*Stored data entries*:
---*---

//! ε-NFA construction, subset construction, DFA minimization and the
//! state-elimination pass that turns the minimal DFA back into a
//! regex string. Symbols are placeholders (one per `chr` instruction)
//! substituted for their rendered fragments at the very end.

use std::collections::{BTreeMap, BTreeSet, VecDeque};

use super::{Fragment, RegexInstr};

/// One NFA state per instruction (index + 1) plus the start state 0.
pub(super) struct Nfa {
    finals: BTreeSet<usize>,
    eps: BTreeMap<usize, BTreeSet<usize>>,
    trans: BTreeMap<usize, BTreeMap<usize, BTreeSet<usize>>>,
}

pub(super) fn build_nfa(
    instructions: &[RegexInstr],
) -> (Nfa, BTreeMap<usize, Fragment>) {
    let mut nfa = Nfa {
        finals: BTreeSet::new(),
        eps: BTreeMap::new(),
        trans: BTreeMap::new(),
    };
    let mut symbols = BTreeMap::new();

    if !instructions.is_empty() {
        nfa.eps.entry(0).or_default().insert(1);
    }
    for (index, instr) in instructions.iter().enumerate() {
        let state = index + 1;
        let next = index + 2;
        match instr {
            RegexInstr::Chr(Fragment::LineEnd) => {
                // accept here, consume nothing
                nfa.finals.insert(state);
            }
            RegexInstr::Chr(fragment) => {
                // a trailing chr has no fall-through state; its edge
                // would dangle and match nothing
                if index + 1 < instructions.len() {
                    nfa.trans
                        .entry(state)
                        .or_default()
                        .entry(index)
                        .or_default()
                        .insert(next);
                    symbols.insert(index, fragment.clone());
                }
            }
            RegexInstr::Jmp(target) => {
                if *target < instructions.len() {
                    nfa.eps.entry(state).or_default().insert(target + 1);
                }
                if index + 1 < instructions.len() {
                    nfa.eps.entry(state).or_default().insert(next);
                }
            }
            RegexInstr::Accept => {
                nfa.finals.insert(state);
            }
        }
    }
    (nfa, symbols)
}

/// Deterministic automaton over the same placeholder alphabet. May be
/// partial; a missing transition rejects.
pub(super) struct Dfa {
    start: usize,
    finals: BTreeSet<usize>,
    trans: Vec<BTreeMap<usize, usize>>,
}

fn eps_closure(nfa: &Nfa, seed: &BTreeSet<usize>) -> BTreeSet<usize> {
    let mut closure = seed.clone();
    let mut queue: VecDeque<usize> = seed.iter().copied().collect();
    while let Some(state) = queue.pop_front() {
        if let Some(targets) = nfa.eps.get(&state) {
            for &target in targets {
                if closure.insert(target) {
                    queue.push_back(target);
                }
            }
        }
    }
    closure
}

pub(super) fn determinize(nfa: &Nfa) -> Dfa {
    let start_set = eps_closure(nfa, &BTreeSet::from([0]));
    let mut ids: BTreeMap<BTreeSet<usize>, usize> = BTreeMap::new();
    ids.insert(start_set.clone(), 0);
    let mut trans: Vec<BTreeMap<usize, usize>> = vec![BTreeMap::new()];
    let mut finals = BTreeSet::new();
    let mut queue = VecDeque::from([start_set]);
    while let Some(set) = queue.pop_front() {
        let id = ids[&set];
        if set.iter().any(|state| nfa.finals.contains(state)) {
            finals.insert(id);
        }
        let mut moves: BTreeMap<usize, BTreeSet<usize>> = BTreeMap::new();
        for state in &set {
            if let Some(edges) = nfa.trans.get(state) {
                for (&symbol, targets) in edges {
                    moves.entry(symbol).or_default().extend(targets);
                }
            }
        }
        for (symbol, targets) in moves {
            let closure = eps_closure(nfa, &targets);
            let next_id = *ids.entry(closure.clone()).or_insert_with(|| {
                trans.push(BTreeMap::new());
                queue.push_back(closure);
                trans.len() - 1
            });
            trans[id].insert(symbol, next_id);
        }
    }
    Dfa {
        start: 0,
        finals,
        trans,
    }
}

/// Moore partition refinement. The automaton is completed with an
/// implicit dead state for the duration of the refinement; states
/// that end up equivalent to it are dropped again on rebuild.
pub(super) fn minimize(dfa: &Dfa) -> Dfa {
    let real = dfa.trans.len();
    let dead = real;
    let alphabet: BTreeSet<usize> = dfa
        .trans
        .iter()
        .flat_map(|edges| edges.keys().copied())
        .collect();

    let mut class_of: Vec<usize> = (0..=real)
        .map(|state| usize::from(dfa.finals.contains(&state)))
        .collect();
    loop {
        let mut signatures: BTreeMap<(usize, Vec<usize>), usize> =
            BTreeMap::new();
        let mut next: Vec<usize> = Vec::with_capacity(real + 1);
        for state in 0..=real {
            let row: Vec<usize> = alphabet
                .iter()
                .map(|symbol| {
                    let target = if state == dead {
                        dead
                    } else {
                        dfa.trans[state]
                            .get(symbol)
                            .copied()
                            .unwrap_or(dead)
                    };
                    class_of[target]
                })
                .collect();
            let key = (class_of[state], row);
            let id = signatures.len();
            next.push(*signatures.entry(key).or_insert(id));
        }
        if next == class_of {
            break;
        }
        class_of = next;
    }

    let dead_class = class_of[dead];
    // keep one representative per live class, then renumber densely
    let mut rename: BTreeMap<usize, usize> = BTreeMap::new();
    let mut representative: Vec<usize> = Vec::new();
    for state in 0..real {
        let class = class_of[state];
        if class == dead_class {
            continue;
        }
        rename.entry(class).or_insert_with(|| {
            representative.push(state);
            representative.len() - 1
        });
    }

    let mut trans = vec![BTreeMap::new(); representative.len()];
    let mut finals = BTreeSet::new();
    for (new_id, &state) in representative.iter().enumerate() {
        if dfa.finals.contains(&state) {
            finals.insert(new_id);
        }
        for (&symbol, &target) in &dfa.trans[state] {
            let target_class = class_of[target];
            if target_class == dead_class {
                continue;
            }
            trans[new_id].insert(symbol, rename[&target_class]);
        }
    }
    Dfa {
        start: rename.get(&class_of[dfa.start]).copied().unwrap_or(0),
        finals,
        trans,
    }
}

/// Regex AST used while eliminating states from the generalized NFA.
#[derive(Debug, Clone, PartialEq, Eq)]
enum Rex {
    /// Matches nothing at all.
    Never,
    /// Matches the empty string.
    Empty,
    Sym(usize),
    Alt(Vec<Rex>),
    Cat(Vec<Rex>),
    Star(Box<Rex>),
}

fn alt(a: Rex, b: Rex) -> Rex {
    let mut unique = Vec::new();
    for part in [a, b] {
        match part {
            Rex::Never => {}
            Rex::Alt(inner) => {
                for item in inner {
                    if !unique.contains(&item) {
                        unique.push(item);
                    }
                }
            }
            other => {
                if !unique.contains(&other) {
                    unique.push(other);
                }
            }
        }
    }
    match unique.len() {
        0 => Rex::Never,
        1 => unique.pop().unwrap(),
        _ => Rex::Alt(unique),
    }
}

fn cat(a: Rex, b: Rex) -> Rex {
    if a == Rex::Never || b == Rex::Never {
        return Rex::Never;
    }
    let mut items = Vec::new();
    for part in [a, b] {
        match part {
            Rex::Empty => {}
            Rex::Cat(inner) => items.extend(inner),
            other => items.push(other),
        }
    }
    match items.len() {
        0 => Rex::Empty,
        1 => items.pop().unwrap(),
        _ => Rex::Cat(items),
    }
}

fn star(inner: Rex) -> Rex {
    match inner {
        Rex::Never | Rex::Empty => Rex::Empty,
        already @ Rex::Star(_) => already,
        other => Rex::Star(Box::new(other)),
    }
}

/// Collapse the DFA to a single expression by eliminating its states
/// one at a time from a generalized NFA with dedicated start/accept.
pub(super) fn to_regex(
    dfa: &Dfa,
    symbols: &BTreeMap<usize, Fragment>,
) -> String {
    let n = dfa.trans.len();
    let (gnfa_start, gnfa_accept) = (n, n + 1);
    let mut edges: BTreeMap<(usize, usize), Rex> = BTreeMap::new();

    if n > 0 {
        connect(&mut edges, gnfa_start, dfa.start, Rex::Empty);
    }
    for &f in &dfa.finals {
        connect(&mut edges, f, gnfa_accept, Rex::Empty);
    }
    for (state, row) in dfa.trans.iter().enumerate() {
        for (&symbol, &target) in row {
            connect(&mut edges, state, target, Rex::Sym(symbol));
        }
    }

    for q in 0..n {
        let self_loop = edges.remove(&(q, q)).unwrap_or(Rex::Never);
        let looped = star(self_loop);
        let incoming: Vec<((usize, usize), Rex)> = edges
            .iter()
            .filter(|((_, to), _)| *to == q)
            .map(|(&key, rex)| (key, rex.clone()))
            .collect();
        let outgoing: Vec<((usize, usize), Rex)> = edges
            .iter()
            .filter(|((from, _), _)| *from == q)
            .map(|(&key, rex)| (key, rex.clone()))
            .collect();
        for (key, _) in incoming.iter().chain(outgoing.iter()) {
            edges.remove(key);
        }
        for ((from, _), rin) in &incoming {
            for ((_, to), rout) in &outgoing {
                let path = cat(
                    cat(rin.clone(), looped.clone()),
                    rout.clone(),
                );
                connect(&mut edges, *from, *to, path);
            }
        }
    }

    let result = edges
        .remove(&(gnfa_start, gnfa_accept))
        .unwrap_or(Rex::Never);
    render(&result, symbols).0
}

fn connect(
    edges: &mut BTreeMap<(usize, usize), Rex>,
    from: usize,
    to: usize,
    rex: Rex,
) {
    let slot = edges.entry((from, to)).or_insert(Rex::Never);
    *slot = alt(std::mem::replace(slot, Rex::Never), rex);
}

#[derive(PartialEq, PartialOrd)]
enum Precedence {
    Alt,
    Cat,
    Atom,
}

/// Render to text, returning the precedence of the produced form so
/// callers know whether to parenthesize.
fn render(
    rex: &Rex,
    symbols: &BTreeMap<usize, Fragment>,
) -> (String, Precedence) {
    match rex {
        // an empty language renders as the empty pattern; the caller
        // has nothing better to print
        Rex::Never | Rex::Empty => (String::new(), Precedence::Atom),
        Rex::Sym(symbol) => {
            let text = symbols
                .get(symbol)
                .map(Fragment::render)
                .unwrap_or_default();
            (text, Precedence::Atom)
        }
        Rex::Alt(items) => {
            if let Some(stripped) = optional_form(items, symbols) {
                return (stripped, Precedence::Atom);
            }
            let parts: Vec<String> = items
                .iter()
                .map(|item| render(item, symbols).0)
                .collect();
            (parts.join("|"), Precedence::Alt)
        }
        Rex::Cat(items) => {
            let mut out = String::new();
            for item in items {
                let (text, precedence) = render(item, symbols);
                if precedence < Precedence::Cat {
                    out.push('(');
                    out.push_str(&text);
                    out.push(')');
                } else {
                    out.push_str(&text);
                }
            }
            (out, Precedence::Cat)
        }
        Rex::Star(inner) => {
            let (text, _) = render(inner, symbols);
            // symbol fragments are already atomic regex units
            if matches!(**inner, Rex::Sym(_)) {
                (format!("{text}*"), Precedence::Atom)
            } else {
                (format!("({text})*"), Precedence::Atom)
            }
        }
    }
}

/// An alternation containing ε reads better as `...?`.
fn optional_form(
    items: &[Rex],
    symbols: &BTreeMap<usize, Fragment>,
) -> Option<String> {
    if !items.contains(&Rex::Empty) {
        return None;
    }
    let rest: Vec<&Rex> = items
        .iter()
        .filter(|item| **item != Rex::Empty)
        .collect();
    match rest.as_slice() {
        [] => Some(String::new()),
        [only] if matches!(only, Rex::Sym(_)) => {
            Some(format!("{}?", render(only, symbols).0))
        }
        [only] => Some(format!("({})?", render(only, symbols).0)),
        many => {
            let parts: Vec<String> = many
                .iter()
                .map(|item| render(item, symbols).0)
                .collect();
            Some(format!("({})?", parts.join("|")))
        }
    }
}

---*---

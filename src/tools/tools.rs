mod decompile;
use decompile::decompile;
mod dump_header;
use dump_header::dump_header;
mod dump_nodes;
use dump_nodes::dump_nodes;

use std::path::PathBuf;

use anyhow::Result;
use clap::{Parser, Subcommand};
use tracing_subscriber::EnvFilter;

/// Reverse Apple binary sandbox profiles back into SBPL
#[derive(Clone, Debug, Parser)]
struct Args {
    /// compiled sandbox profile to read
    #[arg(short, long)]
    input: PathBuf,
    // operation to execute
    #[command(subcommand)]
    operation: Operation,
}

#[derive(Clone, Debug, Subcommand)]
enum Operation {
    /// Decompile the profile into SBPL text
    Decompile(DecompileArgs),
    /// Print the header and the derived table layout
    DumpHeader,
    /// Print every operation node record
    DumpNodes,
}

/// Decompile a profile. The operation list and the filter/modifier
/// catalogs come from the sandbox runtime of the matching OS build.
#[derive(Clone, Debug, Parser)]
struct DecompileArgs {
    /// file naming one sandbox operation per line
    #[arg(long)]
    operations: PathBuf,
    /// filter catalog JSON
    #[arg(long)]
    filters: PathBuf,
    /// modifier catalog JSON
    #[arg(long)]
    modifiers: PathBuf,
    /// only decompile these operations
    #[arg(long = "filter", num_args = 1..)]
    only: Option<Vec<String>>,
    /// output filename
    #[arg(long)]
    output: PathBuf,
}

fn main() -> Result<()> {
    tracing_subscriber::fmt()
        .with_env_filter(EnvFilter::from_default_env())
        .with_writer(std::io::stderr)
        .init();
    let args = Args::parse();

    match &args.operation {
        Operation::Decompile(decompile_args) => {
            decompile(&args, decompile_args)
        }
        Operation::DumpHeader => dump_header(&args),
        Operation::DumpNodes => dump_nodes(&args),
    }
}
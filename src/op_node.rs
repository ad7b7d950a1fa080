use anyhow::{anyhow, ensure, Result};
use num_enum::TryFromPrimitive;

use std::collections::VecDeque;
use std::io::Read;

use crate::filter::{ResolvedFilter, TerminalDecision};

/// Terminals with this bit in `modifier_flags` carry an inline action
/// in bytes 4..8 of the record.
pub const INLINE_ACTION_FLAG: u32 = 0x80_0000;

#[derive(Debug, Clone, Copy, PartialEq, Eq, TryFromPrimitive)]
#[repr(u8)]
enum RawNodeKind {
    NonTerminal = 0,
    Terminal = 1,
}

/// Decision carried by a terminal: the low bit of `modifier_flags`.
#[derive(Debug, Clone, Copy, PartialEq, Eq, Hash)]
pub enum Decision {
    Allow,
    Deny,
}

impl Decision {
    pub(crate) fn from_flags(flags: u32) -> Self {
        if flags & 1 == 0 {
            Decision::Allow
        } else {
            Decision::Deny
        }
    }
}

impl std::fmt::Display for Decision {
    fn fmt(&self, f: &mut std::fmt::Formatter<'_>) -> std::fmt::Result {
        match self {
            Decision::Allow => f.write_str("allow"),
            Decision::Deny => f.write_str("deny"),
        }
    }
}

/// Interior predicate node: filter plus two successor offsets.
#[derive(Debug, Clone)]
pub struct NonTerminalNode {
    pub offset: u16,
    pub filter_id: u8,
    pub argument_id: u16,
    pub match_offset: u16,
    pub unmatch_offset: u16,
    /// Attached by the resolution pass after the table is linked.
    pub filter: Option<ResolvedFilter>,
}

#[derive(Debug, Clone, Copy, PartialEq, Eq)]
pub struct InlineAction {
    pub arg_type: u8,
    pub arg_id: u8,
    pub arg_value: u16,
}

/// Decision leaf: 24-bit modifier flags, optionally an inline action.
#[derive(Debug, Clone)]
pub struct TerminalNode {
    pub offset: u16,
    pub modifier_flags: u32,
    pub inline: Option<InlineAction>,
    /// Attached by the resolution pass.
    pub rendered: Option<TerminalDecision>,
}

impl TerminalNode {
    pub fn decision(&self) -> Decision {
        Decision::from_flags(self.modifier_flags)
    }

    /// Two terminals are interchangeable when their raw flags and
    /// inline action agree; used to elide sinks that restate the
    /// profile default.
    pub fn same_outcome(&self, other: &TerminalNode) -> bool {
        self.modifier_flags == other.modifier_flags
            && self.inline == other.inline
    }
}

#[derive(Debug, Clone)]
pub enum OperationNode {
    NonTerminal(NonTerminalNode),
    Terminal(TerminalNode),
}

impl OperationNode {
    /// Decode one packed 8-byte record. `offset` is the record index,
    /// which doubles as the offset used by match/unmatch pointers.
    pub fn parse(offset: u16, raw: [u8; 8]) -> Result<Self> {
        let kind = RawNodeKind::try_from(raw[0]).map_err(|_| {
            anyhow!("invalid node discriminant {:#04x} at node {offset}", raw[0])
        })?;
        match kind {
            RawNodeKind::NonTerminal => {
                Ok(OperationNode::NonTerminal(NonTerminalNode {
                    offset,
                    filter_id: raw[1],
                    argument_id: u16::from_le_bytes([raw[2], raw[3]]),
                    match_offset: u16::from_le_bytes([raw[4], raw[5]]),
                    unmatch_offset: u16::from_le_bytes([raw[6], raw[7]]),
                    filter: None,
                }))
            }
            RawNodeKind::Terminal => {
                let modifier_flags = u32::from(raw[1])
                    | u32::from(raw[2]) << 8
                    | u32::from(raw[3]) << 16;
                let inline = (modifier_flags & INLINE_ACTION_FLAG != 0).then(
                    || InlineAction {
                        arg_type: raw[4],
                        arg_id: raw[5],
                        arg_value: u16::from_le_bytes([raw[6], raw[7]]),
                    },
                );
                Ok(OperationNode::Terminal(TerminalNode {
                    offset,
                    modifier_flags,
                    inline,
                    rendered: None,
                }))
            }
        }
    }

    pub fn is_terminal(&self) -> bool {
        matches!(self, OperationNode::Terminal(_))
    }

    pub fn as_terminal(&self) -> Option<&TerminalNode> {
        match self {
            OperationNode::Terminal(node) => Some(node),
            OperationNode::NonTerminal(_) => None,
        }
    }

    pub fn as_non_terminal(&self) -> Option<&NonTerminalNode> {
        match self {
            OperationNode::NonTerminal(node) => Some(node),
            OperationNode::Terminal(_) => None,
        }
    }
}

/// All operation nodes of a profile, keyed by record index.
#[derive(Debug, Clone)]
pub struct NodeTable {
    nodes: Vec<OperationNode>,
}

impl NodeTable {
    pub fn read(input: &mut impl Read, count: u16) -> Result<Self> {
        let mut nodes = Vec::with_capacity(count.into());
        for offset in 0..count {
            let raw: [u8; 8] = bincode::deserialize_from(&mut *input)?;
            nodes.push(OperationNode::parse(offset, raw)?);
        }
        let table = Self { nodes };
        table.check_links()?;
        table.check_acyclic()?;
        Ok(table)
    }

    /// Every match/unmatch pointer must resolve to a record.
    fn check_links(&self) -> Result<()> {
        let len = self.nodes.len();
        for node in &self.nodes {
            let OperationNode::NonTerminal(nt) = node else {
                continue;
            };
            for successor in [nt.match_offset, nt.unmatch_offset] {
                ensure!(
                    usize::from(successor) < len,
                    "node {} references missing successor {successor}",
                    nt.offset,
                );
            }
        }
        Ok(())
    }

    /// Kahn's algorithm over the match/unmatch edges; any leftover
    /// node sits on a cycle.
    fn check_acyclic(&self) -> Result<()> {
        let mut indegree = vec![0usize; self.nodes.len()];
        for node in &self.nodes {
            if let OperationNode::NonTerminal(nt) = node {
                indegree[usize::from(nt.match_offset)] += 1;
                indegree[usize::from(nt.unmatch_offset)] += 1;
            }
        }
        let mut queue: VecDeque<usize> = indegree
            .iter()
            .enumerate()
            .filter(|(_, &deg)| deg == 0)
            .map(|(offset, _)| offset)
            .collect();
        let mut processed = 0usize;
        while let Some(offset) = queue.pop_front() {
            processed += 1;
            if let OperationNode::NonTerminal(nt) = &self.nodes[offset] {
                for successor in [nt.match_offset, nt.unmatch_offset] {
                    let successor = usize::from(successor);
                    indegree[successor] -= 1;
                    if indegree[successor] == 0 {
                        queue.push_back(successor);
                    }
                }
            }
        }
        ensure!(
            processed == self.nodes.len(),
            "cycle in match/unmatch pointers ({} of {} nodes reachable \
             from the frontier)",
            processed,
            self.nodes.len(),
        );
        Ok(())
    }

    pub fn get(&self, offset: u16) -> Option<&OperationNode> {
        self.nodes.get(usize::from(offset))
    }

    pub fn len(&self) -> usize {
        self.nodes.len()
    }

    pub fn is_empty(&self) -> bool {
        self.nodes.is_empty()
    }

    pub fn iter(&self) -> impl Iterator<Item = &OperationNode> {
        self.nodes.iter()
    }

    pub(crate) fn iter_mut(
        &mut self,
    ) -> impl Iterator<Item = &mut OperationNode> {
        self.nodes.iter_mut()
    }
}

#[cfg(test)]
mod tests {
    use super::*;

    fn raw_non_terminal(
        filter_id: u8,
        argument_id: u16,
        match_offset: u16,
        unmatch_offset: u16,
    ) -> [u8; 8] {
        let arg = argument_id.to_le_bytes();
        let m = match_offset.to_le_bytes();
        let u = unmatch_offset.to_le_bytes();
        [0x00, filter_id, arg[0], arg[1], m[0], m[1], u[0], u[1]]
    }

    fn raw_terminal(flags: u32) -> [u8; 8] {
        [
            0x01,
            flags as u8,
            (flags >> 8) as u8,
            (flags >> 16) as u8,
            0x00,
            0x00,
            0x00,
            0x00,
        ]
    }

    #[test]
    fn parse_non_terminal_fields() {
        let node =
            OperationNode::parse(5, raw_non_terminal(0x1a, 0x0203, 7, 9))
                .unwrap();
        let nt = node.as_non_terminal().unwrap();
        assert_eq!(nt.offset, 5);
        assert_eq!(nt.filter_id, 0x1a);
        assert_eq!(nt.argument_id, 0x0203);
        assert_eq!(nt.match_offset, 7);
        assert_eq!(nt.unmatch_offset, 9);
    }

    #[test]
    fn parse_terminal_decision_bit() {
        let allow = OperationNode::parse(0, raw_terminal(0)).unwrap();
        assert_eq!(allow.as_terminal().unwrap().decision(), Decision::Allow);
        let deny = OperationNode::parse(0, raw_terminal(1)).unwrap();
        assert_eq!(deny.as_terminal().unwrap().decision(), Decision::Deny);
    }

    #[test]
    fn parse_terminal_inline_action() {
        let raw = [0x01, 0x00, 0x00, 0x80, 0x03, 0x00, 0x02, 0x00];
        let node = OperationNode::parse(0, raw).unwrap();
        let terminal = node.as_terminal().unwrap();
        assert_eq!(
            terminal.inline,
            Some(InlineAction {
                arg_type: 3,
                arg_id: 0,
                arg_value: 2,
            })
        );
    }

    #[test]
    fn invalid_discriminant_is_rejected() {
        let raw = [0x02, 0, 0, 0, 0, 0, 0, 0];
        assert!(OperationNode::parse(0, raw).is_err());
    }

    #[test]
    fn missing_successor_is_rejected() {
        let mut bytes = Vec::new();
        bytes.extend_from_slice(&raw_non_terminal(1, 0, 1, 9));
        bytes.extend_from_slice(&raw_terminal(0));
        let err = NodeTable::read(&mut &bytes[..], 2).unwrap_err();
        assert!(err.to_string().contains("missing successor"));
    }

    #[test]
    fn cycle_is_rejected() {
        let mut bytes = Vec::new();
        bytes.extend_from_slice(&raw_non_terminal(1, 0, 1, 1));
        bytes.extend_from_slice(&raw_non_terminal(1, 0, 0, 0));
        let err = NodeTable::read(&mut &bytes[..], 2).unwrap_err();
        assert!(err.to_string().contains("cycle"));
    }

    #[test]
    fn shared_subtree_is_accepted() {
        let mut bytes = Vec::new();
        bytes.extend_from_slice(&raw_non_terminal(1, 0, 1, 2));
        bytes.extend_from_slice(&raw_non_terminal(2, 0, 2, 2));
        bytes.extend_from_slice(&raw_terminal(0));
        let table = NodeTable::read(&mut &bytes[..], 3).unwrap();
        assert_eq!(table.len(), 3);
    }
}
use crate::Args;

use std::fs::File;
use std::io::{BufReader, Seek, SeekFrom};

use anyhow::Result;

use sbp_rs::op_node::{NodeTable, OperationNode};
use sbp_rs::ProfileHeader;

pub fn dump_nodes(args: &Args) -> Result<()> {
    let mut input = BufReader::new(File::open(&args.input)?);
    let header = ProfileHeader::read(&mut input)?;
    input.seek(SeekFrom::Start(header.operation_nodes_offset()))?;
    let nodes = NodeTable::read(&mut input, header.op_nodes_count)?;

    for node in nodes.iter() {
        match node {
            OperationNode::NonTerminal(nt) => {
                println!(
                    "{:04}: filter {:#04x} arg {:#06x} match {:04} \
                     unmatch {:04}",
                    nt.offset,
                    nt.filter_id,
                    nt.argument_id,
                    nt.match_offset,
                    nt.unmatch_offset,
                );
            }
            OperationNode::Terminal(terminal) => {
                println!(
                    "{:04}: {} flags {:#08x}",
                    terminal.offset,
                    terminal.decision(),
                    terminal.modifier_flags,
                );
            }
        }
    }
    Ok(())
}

---*---

*Task brief*:
Give a single number: the count of lines above that include the word "pointers".

*Answer to this problem*:
2